ACTION ITEM -
Could you write out the lines below exactly, beginning with the first and finishing with the one that contains "state owned by"?
INFORMATION SUPPLIED Block Start
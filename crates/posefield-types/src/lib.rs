//! `posefield-types` – shared data model for the PoseField pipeline.
//!
//! Everything that crosses a crate boundary lives here: the partial sensor
//! records arriving at the ingestion boundary, the per-device state owned by
//! the registry, the per-frame draw records handed to the renderer, and the
//! workspace-wide error type.
//!
//! # Modules
//!
//! - [`math`] – [`Vec3`][math::Vec3] and [`Mat4`][math::Mat4] primitives used
//!   by the relaxation engine and the pose resolver.

use chrono::{DateTime, Utc};
use serde::{Deserialize, Serialize};
use thiserror::Error;
use uuid::Uuid;

pub mod math;

use math::{Mat4, Vec3};

/// Sensor-order quaternion `(q0, q1, q2, q3)` that maps to the identity
/// rotation under the sensor-to-world component remap (`w = q3`).
pub const IDENTITY_SENSOR_QUAT: [f32; 4] = [0.0, 0.0, 0.0, 1.0];

/// A partial update delivered by the sensor boundary.
///
/// Only `device_id` is guaranteed; every other field is optional and merged
/// field-by-field into the device's registry record. Fields the update does
/// not carry are left untouched, so a quaternion-only packet never disturbs
/// the physics state.
#[derive(Debug, Clone, PartialEq, Serialize, Deserialize)]
pub struct SensorUpdate {
    /// Opaque identifier, stable per physical sensor.
    pub device_id: String,
    /// Orientation in sensor component order `(q0, q1, q2, q3)`. Not
    /// guaranteed normalized.
    #[serde(default, skip_serializing_if = "Option::is_none")]
    pub quaternion: Option<[f32; 4]>,
    /// World-space position override.
    #[serde(default, skip_serializing_if = "Option::is_none")]
    pub position: Option<[f32; 3]>,
    /// Calibration flag straight from the sensor; `0` means uncalibrated.
    #[serde(default, skip_serializing_if = "Option::is_none")]
    pub calibration: Option<u8>,
}

impl SensorUpdate {
    /// A bare update carrying only the device id.
    pub fn new(device_id: impl Into<String>) -> Self {
        Self {
            device_id: device_id.into(),
            quaternion: None,
            position: None,
            calibration: None,
        }
    }
}

/// Ingestion envelope stamped when an update enters the system.
///
/// `received_at` is the local receive time; its wall-clock millisecond value
/// becomes the device's `local_timestamp` at merge time. Sensors carry no
/// usable clock of their own.
#[derive(Debug, Clone, Serialize, Deserialize)]
pub struct SensorEvent {
    pub id: Uuid,
    pub received_at: DateTime<Utc>,
    pub update: SensorUpdate,
}

impl SensorEvent {
    /// Wrap `update` with a fresh id and the current receive time.
    pub fn now(update: SensorUpdate) -> Self {
        Self {
            id: Uuid::new_v4(),
            received_at: Utc::now(),
            update,
        }
    }
}

/// Latest known state for a single device, owned exclusively by the
/// registry.
///
/// `position` and `velocity` stay `None` until the device is first selected
/// as live; the relaxation engine then initialises them exactly once and is
/// the only component that mutates them afterwards.
#[derive(Debug, Clone, PartialEq, Serialize, Deserialize)]
pub struct DeviceState {
    pub device_id: String,
    /// Orientation in sensor component order; defaults to
    /// [`IDENTITY_SENSOR_QUAT`] until the first orientation update.
    pub quaternion: [f32; 4],
    /// Receive time of the most recent update, milliseconds.
    pub local_timestamp: i64,
    /// Last reported calibration flag; `Some(0)` means uncalibrated.
    pub calibration: Option<u8>,
    pub position: Option<Vec3>,
    pub velocity: Option<Vec3>,
}

impl DeviceState {
    /// A fresh record for `device_id` with no sensor data yet.
    pub fn new(device_id: impl Into<String>) -> Self {
        Self {
            device_id: device_id.into(),
            quaternion: IDENTITY_SENSOR_QUAT,
            local_timestamp: 0,
            calibration: None,
            position: None,
            velocity: None,
        }
    }

    /// Whether the sensor has ever reported a calibration value of `0`.
    pub fn is_uncalibrated(&self) -> bool {
        self.calibration == Some(0)
    }
}

/// Per-device output of one rendered frame.
///
/// `position` is `None` until the device's first physics placement; the
/// renderer draws such a device at the origin. `transform` is the row-major
/// rotation matrix produced by the pose resolver.
#[derive(Debug, Clone, PartialEq, Serialize, Deserialize)]
pub struct DrawRecord {
    pub device_id: String,
    pub position: Option<[f32; 3]>,
    pub transform: Mat4,
    /// Staleness-derived opacity, `5..=255`.
    pub fade_alpha: u8,
    pub uncalibrated: bool,
}

/// Workspace-wide error type spanning ingestion and configuration failures.
#[derive(Error, Debug, Serialize, Deserialize)]
pub enum FieldError {
    #[error("ingest channel error: {0}")]
    Channel(String),

    #[error("config error at {path}: {details}")]
    Config { path: String, details: String },
}

#[cfg(test)]
mod tests {
    use super::*;

    #[test]
    fn sensor_update_roundtrip() {
        let update = SensorUpdate {
            device_id: "imu-7".to_string(),
            quaternion: Some([0.1, 0.2, 0.3, 0.9]),
            position: None,
            calibration: Some(3),
        };
        let json = serde_json::to_string(&update).unwrap();
        let back: SensorUpdate = serde_json::from_str(&json).unwrap();
        assert_eq!(update, back);
    }

    #[test]
    fn sensor_update_absent_fields_stay_absent() {
        // A quaternion-only packet must not serialize position/calibration.
        let update = SensorUpdate {
            quaternion: Some([0.0, 0.0, 0.0, 1.0]),
            ..SensorUpdate::new("imu-1")
        };
        let json = serde_json::to_string(&update).unwrap();
        assert!(!json.contains("position"));
        assert!(!json.contains("calibration"));

        let back: SensorUpdate = serde_json::from_str(&json).unwrap();
        assert!(back.position.is_none());
        assert!(back.calibration.is_none());
    }

    #[test]
    fn sensor_update_parses_partial_wire_record() {
        // The boundary may deliver any subset beyond device_id.
        let back: SensorUpdate =
            serde_json::from_str(r#"{"device_id":"imu-2","calibration":0}"#).unwrap();
        assert_eq!(back.device_id, "imu-2");
        assert_eq!(back.calibration, Some(0));
        assert!(back.quaternion.is_none());
    }

    #[test]
    fn sensor_event_roundtrip() {
        let event = SensorEvent::now(SensorUpdate::new("imu-3"));
        let json = serde_json::to_string(&event).unwrap();
        let back: SensorEvent = serde_json::from_str(&json).unwrap();
        assert_eq!(event.id, back.id);
        assert_eq!(event.update.device_id, back.update.device_id);
    }

    #[test]
    fn fresh_device_state_has_identity_orientation() {
        let state = DeviceState::new("imu-4");
        assert_eq!(state.quaternion, IDENTITY_SENSOR_QUAT);
        assert!(state.position.is_none());
        assert!(state.velocity.is_none());
    }

    #[test]
    fn uncalibrated_only_when_zero_reported() {
        let mut state = DeviceState::new("imu-5");
        assert!(!state.is_uncalibrated());
        state.calibration = Some(3);
        assert!(!state.is_uncalibrated());
        state.calibration = Some(0);
        assert!(state.is_uncalibrated());
    }

    #[test]
    fn field_error_display() {
        let err = FieldError::Channel("receiver dropped".to_string());
        assert!(err.to_string().contains("ingest channel"));

        let err2 = FieldError::Config {
            path: "/tmp/config.toml".to_string(),
            details: "missing value".to_string(),
        };
        assert!(err2.to_string().contains("/tmp/config.toml"));
    }
}
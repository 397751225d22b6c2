//! `posefield` – demo host for the PoseField pipeline.
//!
//! Wires the full stack together the way a real deployment would:
//!
//! 1. Loads `~/.posefield/config.toml` (defaults when absent).
//! 2. Spawns the ingestion channel and a synthetic sensor fleet feeding it.
//! 3. Runs the frame orchestrator at the configured cadence, submitting
//!    draw records to a console render sink.
//! 4. Ctrl-C stops the frame loop and exits.

mod console_sink;
mod sensor_sim;

use colored::Colorize;
use tracing::info;

use posefield_runtime::{FrameOrchestrator, config, ingest, shared_registry, telemetry};

#[tokio::main]
async fn main() {
    telemetry::init_tracing();
    print_banner();

    // ── Configuration ─────────────────────────────────────────────────────
    let cfg = match config::load() {
        Ok(Some(cfg)) => {
            println!(
                "  Config loaded from {}",
                config::config_path().display().to_string().bold()
            );
            cfg
        }
        Ok(None) => {
            println!("  No config file; using defaults.");
            config::FieldConfig::default()
        }
        Err(e) => {
            println!("{}: {e}", "Config error".red());
            println!("  Using default configuration.");
            config::FieldConfig::default()
        }
    };
    info!(?cfg, "starting posefield");

    // ── Registry + ingestion + synthetic sensors ──────────────────────────
    let registry = shared_registry();
    let (tx, merge_task) = ingest::ingest_channel(registry.clone(), ingest::DEFAULT_CAPACITY);
    let fleet = sensor_sim::spawn_fleet(&tx, sensor_sim::demo_fleet());
    println!(
        "  Simulating {} device(s); {} goes silent to show the staleness fade.\n",
        fleet.len(),
        "imu-gamma".bold()
    );

    // ── Frame loop ────────────────────────────────────────────────────────
    let report_every = cfg.frame_rate_hz.max(1) as u64;
    let mut orchestrator = FrameOrchestrator::new(registry, cfg);
    let mut sink = console_sink::ConsoleSink::new(report_every);

    tokio::select! {
        _ = orchestrator.run(&mut sink) => {}
        _ = tokio::signal::ctrl_c() => {
            println!();
            println!("{}", "⚠  Ctrl-C received – stopping frame loop.".yellow().bold());
        }
    }

    for task in fleet {
        task.abort();
    }
    drop(tx);
    let _ = merge_task.await;
    println!("{}", "  ✓ Exiting posefield.".green());
}

// ─────────────────────────────────────────────────────────────────────────────
// Banner
// ─────────────────────────────────────────────────────────────────────────────

fn print_banner() {
    println!();
    println!(
        "  {} {}",
        "PoseField".bold().cyan(),
        format!("v{}", env!("CARGO_PKG_VERSION")).dimmed()
    );
    println!("  Live sensor poses with spring relaxation");
    println!();
}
INFORMATION SUPPLIED Block End
EXERCISE ANSWER -
filename crates/posefield-types/src/lib.rs
//! `posefield-types` – shared data model for the PoseField pipeline.
//!
//! Everything that crosses a crate boundary lives here: the partial sensor
//! records arriving at the ingestion boundary, the per-device state owned by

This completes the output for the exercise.